Acreditamos que o acesso a essas tecnologias têm que ser regido por um princípio de justiça, para que não haja uma humanidade de duas velocidades, humanos que foram aumentados e outros que não foram.

O último neurodireito é à proteção contra a manipulação, porque as tecnologias de interface cérebro-computador e das empresas de inteligência artificial têm, muitas vezes, algoritmos enviesados. Se isso se é aplicado diretamente ao cérebro das pessoas, vai introduzir distorções.

Será possível introduzir preconceitos, por exemplo? Claro. Quando recebo informação exterior de um computador ou celular, ela entra no cérebro pelos nossos sentidos. Sabemos distinguir que é uma informação externa. Mas, com uma interface cérebro-computador, a informação entrará diretamente no cérebro. Então, não se consegue distinguir o que é externo ou interno. Essa informação tem que ser especialmente livre de viés. Do contrário, como não se pode distingui-la, a tomaremos como própria.

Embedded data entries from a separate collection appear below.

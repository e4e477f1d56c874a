use anchor_lang::prelude::*;

use crate::{
    constants::{NINETY_DAYS, THIRTY_DAYS},
    errors::MarketError,
};

#[derive(AnchorSerialize, AnchorDeserialize, Clone, Copy, Debug, PartialEq, Eq)]
pub enum OptionDuration {
    ThirtyDays,
    NinetyDays,
}

impl Default for OptionDuration {
    fn default() -> Self {
        OptionDuration::ThirtyDays
    }
}

impl OptionDuration {
    pub fn seconds(&self) -> i64 {
        match self {
            OptionDuration::ThirtyDays => THIRTY_DAYS,
            OptionDuration::NinetyDays => NINETY_DAYS,
        }
    }
}

#[derive(AnchorSerialize, AnchorDeserialize, Clone, Copy, Debug, PartialEq, Eq)]
pub enum OptionState {
    Pending,
    Accepted,
    Exercised,
    Closed,
    /// Withdrawn by the buyer before acceptance; treated as not found
    Withdrawn,
}

impl Default for OptionState {
    fn default() -> Self {
        OptionState::Pending
    }
}

#[account]
#[derive(Default, Debug)]
pub struct OptionBid {
    pub id: u64,
    pub vault: [u8; 32],
    pub collection: Pubkey,
    pub token_id: Pubkey,

    /// Strike in lamports, paid on exercise
    pub strike: u64,

    /// Premium in lamports, paid to the seller on acceptance
    pub premium: u64,

    pub duration: OptionDuration,
    pub state: OptionState,
    pub buyer: Pubkey,

    /// Set on acceptance
    pub seller: Pubkey,

    /// Set on acceptance to acceptance time plus duration
    pub expiry: i64,

    pub bump: u8,
}

impl OptionBid {
    pub const LEN: usize = 8 + // discriminator
        8 + // id
        32 + // vault
        32 + // collection
        32 + // token_id
        8 + // strike
        8 + // premium
        1 + // duration
        1 + // state
        32 + // buyer
        32 + // seller
        8 + // expiry
        1; // bump

    pub fn ensure_exists(&self) -> Result<()> {
        require!(self.state != OptionState::Withdrawn, MarketError::OptionDoesNotExist);
        Ok(())
    }

    fn ensure_pending(&self) -> Result<()> {
        self.ensure_exists()?;
        require!(self.state == OptionState::Pending, MarketError::OptionAlreadyAccepted);
        Ok(())
    }

    pub fn modify(
        &mut self,
        caller: &Pubkey,
        strike: u64,
        premium: u64,
        duration: OptionDuration,
    ) -> Result<()> {
        self.ensure_pending()?;
        require_keys_eq!(*caller, self.buyer, MarketError::NotBidOwner);
        validate_terms(strike, premium)?;
        self.strike = strike;
        self.premium = premium;
        self.duration = duration;
        Ok(())
    }

    pub fn withdraw(&mut self, caller: &Pubkey) -> Result<()> {
        self.ensure_pending()?;
        require_keys_eq!(*caller, self.buyer, MarketError::NotYourBid);
        self.state = OptionState::Withdrawn;
        Ok(())
    }

    /// Pending to Accepted; the premium has already been settled by the caller.
    pub fn accept(&mut self, seller: &Pubkey, now: i64) -> Result<()> {
        self.ensure_pending()?;
        self.seller = *seller;
        self.expiry = now
            .checked_add(self.duration.seconds())
            .ok_or(MarketError::MathOverflow)?;
        self.state = OptionState::Accepted;
        Ok(())
    }

    /// Checks an exercise by `caller` at `now` without changing state.
    pub fn check_exercise(&self, caller: &Pubkey, now: i64) -> Result<()> {
        self.ensure_exists()?;
        require!(self.holds_escrow(), MarketError::OptionNotExercisable);
        require_keys_eq!(*caller, self.buyer, MarketError::NotYourOption);
        require!(now < self.expiry, MarketError::OptionNotExercisable);
        Ok(())
    }

    pub fn exercise(&mut self, caller: &Pubkey, now: i64) -> Result<()> {
        self.check_exercise(caller, now)?;
        self.state = OptionState::Exercised;
        Ok(())
    }

    pub fn close_expired(&mut self, caller: &Pubkey, now: i64) -> Result<()> {
        self.ensure_exists()?;
        require!(self.holds_escrow(), MarketError::OptionNotExercisable);
        require_keys_eq!(*caller, self.seller, MarketError::NotYourOption);
        require!(now >= self.expiry, MarketError::OptionNotExpired);
        self.state = OptionState::Closed;
        Ok(())
    }

    /// True while the NFT sits in market escrow.
    pub fn holds_escrow(&self) -> bool {
        self.state == OptionState::Accepted
    }
}

pub fn validate_terms(strike: u64, premium: u64) -> Result<()> {
    require!(strike > 0 && premium > 0, MarketError::InsufficientStrikeAndPremium);
    Ok(())
}

/// Parameters of one option bid placement
#[derive(AnchorSerialize, AnchorDeserialize, Clone, Copy, Debug, PartialEq, Eq)]
pub struct OptionBidInput {
    pub collection: Pubkey,
    pub token_id: Pubkey,
    pub strike: u64,
    pub premium: u64,
    pub duration: OptionDuration,
}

O que seria uma pessoa aumentada? Um pouco dessa ideia veio com os óculos Google. Uma pessoa poderia se comportar de uma maneira mais inteligente do que uma pessoa sem esses óculos, por exemplo. Eles não funcionaram [como planejado], mas são um aperitivo do que virá.

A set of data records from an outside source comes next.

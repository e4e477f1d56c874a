pub mod marketplace;
pub mod vault;
pub mod bid;
pub mod option_bid;
pub mod epoch;

pub use marketplace::*;
pub use vault::*;
pub use bid::*;
pub use option_bid::*;
pub use epoch::*;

Uma interface cérebro-computador permitirá conectar as pessoas à rede por meio de chips com eletrodos, que permitirá subir e baixar informação, utilizar algoritmos. Por exemplo, com o GPS dos celulares, aumentamos nossa habilidade espacial de orientação. Imagine que seja um GPS cerebral, um dispositivo dentro do cérebro de maneira que seja possível se deslocar pelo mundo com a vantagem de toda a informação que está na rede.

Em um mundo tão desigual, será possível que todos tenham os mesmos direitos e o mesmo acesso a essas tecnologias? É o nosso dever que assim ocorra. Essas tecnologias podem mudar a humanidade de uma maneira profunda e por isso devem ser incluídas na Declaração Universal dos Direitos Humanos. Esta é a nossa batalha, que também possam ser incluídas nas legislações.